In the records below, find every line with the word "usize" and copy it.

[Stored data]
---
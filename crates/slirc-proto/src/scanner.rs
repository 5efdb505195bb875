//! Lexical scanner for IRC lines.
//!
//! The scanner classifies the bytes of one line into [`Token`]s. It knows the
//! *shape* of each token (what a nickname, a host or a trailing parameter may
//! contain) but not the legal *order* of tokens; that is the parser's job.
//!
//! Its only state is a lexical mode: inside the prefix the same bytes mean
//! different things before `!`, between `!` and `@`, and after `@`, and after
//! a trailing marker everything up to the terminator is one token.
//!
//! ```text
//! :nick!user@host PRIVMSG #chan :hello world\r\n
//! ^^   ^^   ^^   ^^      ^^    ^^^          ^
//! |    ||   ||   |Command|Param|Trailing    Crlf
//! |    ||   |Host Space  Space Colon
//! |    |User At
//! |    Exclamation
//! Colon Nickname
//! ```

use std::fmt;

use nom::bytes::complete::{tag, take_while, take_while1};
use nom::IResult;

use crate::command::CommandKind;
use crate::error::ParseError;

const CRLF: &[u8] = b"\r\n";

/// Shape of a token.
#[derive(Clone, Copy, Debug, PartialEq, Eq)]
pub enum TokenKind {
    /// `\r\n`.
    Crlf,
    /// `:` introducing a prefix or a trailing parameter.
    Colon,
    /// Prefix source without a dot.
    Nickname,
    /// One or more spaces.
    Space,
    /// Prefix source containing a dot.
    ServerName,
    /// `!` between source and user.
    Exclamation,
    /// Username after `!`.
    User,
    /// `@` before the host.
    At,
    /// Hostname after `@`.
    Host,
    /// A recognized command keyword.
    Command(CommandKind),
    /// Any other word.
    Param,
    /// Free text after a trailing marker, up to the terminator.
    Trailing,
}

impl fmt::Display for TokenKind {
    fn fmt(&self, f: &mut fmt::Formatter<'_>) -> fmt::Result {
        match self {
            TokenKind::Crlf => f.write_str("line terminator"),
            TokenKind::Colon => f.write_str("':'"),
            TokenKind::Nickname => f.write_str("nickname"),
            TokenKind::Space => f.write_str("space"),
            TokenKind::ServerName => f.write_str("server name"),
            TokenKind::Exclamation => f.write_str("'!'"),
            TokenKind::User => f.write_str("user"),
            TokenKind::At => f.write_str("'@'"),
            TokenKind::Host => f.write_str("host"),
            TokenKind::Command(kind) => write!(f, "command {}", kind),
            TokenKind::Param => f.write_str("parameter"),
            TokenKind::Trailing => f.write_str("trailing parameter"),
        }
    }
}

/// One token, borrowing its bytes from the line being scanned.
#[derive(Clone, Copy, Debug, PartialEq, Eq)]
pub struct Token<'a> {
    /// Token shape.
    pub kind: TokenKind,
    /// The bytes the token covers.
    pub lexeme: &'a [u8],
    /// Byte offset of the token in the line.
    pub position: usize,
}

#[derive(Clone, Copy, Debug, PartialEq, Eq)]
enum Mode {
    /// Very first byte: a colon here opens a prefix.
    Start,
    PrefixSource,
    PrefixUser,
    PrefixHost,
    Body,
    /// Right after a trailing marker.
    Trailing,
    /// After the terminator.
    Done,
    /// A lexical error was reported; the scanner is fused.
    Failed,
}

type LexResult<'a> = IResult<&'a [u8], &'a [u8]>;

fn crlf(input: &[u8]) -> LexResult<'_> {
    tag(CRLF)(input)
}

fn spaces(input: &[u8]) -> LexResult<'_> {
    take_while1(|b: u8| b == b' ')(input)
}

fn prefix_source(input: &[u8]) -> LexResult<'_> {
    take_while1(|b: u8| is_text_byte(b) && !matches!(b, b' ' | b'!' | b'@'))(input)
}

fn prefix_user(input: &[u8]) -> LexResult<'_> {
    take_while1(|b: u8| is_text_byte(b) && !matches!(b, b' ' | b'!' | b'@'))(input)
}

fn prefix_host(input: &[u8]) -> LexResult<'_> {
    take_while1(|b: u8| is_text_byte(b) && b != b' ')(input)
}

fn word(input: &[u8]) -> LexResult<'_> {
    take_while1(|b: u8| is_text_byte(b) && b != b' ')(input)
}

fn trailing(input: &[u8]) -> LexResult<'_> {
    take_while(is_text_byte)(input)
}

/// Bytes allowed anywhere inside a line.
#[inline]
fn is_text_byte(b: u8) -> bool {
    !matches!(b, b'\0' | b'\r' | b'\n')
}

/// Streaming tokenizer over one line.
///
/// Yields tokens until the input is exhausted. After the first lexical error
/// the scanner yields that error once and then stops.
#[derive(Clone, Debug)]
pub struct Scanner<'a> {
    input: &'a [u8],
    rest: &'a [u8],
    mode: Mode,
}

impl<'a> Scanner<'a> {
    /// Create a scanner over a line buffer.
    pub fn new(input: &'a [u8]) -> Self {
        Self {
            input,
            rest: input,
            mode: Mode::Start,
        }
    }

    /// Byte offset of the next unscanned byte.
    #[inline]
    pub fn offset(&self) -> usize {
        self.input.len() - self.rest.len()
    }

    fn emit(&mut self, kind: TokenKind, rest: &'a [u8], lexeme: &'a [u8]) -> Token<'a> {
        let token = Token {
            kind,
            lexeme,
            position: self.offset(),
        };
        self.rest = rest;
        token
    }

    fn fail(&mut self, error: ParseError) -> Option<Result<Token<'a>, ParseError>> {
        self.mode = Mode::Failed;
        Some(Err(error))
    }

    fn illegal_byte(&mut self) -> Option<Result<Token<'a>, ParseError>> {
        let position = self.offset();
        match self.rest.first().copied() {
            Some(byte) => self.fail(ParseError::IllegalByte { byte, position }),
            None => None,
        }
    }

    fn scan_prefix(&mut self) -> Option<Result<Token<'a>, ParseError>> {
        let input = self.rest;
        match input.first().copied()? {
            b'!' => {
                self.mode = Mode::PrefixUser;
                let (lexeme, rest) = input.split_at(1);
                Some(Ok(self.emit(TokenKind::Exclamation, rest, lexeme)))
            }
            b'@' => {
                self.mode = Mode::PrefixHost;
                let (lexeme, rest) = input.split_at(1);
                Some(Ok(self.emit(TokenKind::At, rest, lexeme)))
            }
            b' ' => {
                self.mode = Mode::Body;
                self.scan_body()
            }
            _ => {
                let lexed = match self.mode {
                    Mode::PrefixSource => prefix_source(input).ok().map(|(rest, lexeme)| {
                        let kind = if lexeme.contains(&b'.') {
                            TokenKind::ServerName
                        } else {
                            TokenKind::Nickname
                        };
                        (kind, rest, lexeme)
                    }),
                    Mode::PrefixUser => prefix_user(input)
                        .ok()
                        .map(|(rest, lexeme)| (TokenKind::User, rest, lexeme)),
                    _ => prefix_host(input)
                        .ok()
                        .map(|(rest, lexeme)| (TokenKind::Host, rest, lexeme)),
                };
                match lexed {
                    Some((kind, rest, lexeme)) => Some(Ok(self.emit(kind, rest, lexeme))),
                    // Terminator or an illegal byte inside the prefix.
                    None => {
                        self.mode = Mode::Body;
                        self.scan_body()
                    }
                }
            }
        }
    }

    fn scan_body(&mut self) -> Option<Result<Token<'a>, ParseError>> {
        let input = self.rest;
        if input.is_empty() {
            return None;
        }

        if let Ok((rest, lexeme)) = crlf(input) {
            self.mode = Mode::Done;
            return Some(Ok(self.emit(TokenKind::Crlf, rest, lexeme)));
        }
        if let Ok((rest, lexeme)) = spaces(input) {
            return Some(Ok(self.emit(TokenKind::Space, rest, lexeme)));
        }
        if input.first() == Some(&b':') {
            self.mode = Mode::Trailing;
            let (lexeme, rest) = input.split_at(1);
            return Some(Ok(self.emit(TokenKind::Colon, rest, lexeme)));
        }
        if let Ok((rest, lexeme)) = word(input) {
            let kind = match CommandKind::from_keyword(lexeme) {
                Some(command) => TokenKind::Command(command),
                None => TokenKind::Param,
            };
            return Some(Ok(self.emit(kind, rest, lexeme)));
        }

        self.illegal_byte()
    }
}

impl<'a> Iterator for Scanner<'a> {
    type Item = Result<Token<'a>, ParseError>;

    fn next(&mut self) -> Option<Self::Item> {
        match self.mode {
            Mode::Failed => None,
            Mode::Done => {
                if self.rest.is_empty() {
                    None
                } else {
                    let position = self.offset();
                    self.fail(ParseError::TrailingData { position })
                }
            }
            Mode::Start => {
                if self.rest.first() == Some(&b':') {
                    self.mode = Mode::PrefixSource;
                    let (lexeme, rest) = self.rest.split_at(1);
                    Some(Ok(self.emit(TokenKind::Colon, rest, lexeme)))
                } else {
                    self.mode = Mode::Body;
                    self.scan_body()
                }
            }
            Mode::PrefixSource | Mode::PrefixUser | Mode::PrefixHost => self.scan_prefix(),
            Mode::Trailing => {
                self.mode = Mode::Body;
                // take_while never fails; an empty trailing parameter is legal.
                let (rest, lexeme) = trailing(self.rest).unwrap_or((self.rest, &[]));
                Some(Ok(self.emit(TokenKind::Trailing, rest, lexeme)))
            }
            Mode::Body => self.scan_body(),
        }
    }
}
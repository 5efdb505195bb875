//! IRC message model and wire conversions.

mod parse;
mod serialize;
mod types;

pub use self::types::Message;
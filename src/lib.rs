//! slirc-client - Straylight IRC client engine.
//!
//! An asynchronous IRC client core: a [`Service`] hosts any number of
//! [`Session`]s, each reading CR LF lines from its server, parsing them with
//! `slirc-proto`, and dispatching the resulting events to [`Plugin`]s.
//!
//! ```no_run
//! use std::sync::Arc;
//! use slirc_client::{KeepAlive, Plugin, Service};
//!
//! let service = Service::new()?;
//! service.plugins().add(Arc::new(KeepAlive));
//! let session = service.connect("irc.libera.chat", 6667, Vec::<Arc<dyn Plugin>>::new());
//! session.write("NICK slirc")?;
//! session.write("USER slirc 0 * :slirc client")?;
//! service.run();
//! # Ok::<(), Box<dyn std::error::Error>>(())
//! ```

pub mod config;
pub mod dispatch;
pub mod error;
pub mod plugin;
pub mod service;
pub mod session;
pub mod telemetry;
pub mod transport;

pub use config::Config;
pub use dispatch::DispatchOrder;
pub use error::{ReadFailure, SessionError, WriteFailure};
pub use plugin::{EventKind, KeepAlive, Plugin, PluginHandle, PluginRegistry};
pub use service::{Service, ServiceBuilder, ServiceHandle};
pub use session::{Session, SessionId, SessionState};
pub use transport::{AsyncStream, BoxedStream, Connector, TcpConnector};

pub use slirc_proto as proto;
pub use slirc_proto::{Command, Message, Prefix};
//! `FromStr` for `Message`, built on the line grammar.

use std::str::FromStr;

use crate::error::ParseError;
use crate::grammar;

use super::types::Message;

impl FromStr for Message {
    type Err = ParseError;

    /// Parse a line with or without its CR LF terminator.
    fn from_str(s: &str) -> Result<Message, Self::Err> {
        if s.ends_with("\r\n") {
            grammar::parse(s.as_bytes())
        } else {
            let mut line = String::with_capacity(s.len() + 2);
            line.push_str(s);
            line.push_str("\r\n");
            grammar::parse(line.as_bytes())
        }
    }
}

#[cfg(test)]
mod tests {
    use crate::{Command, Message, ParseError};

    #[test]
    fn test_terminator_is_optional() {
        let a: Message = "PING :x".parse().unwrap();
        let b: Message = "PING :x\r\n".parse().unwrap();
        assert_eq!(a, b);
        assert_eq!(a.command, Command::Ping);
    }

    #[test]
    fn test_empty_input() {
        assert_eq!("".parse::<Message>(), Err(ParseError::MissingCommand));
    }

    #[test]
    fn test_embedded_newline_is_rejected() {
        assert!("PING :a\nb".parse::<Message>().is_err());
    }
}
---
# Response
    pub position: usize,
    pub fn offset(&self) -> usize {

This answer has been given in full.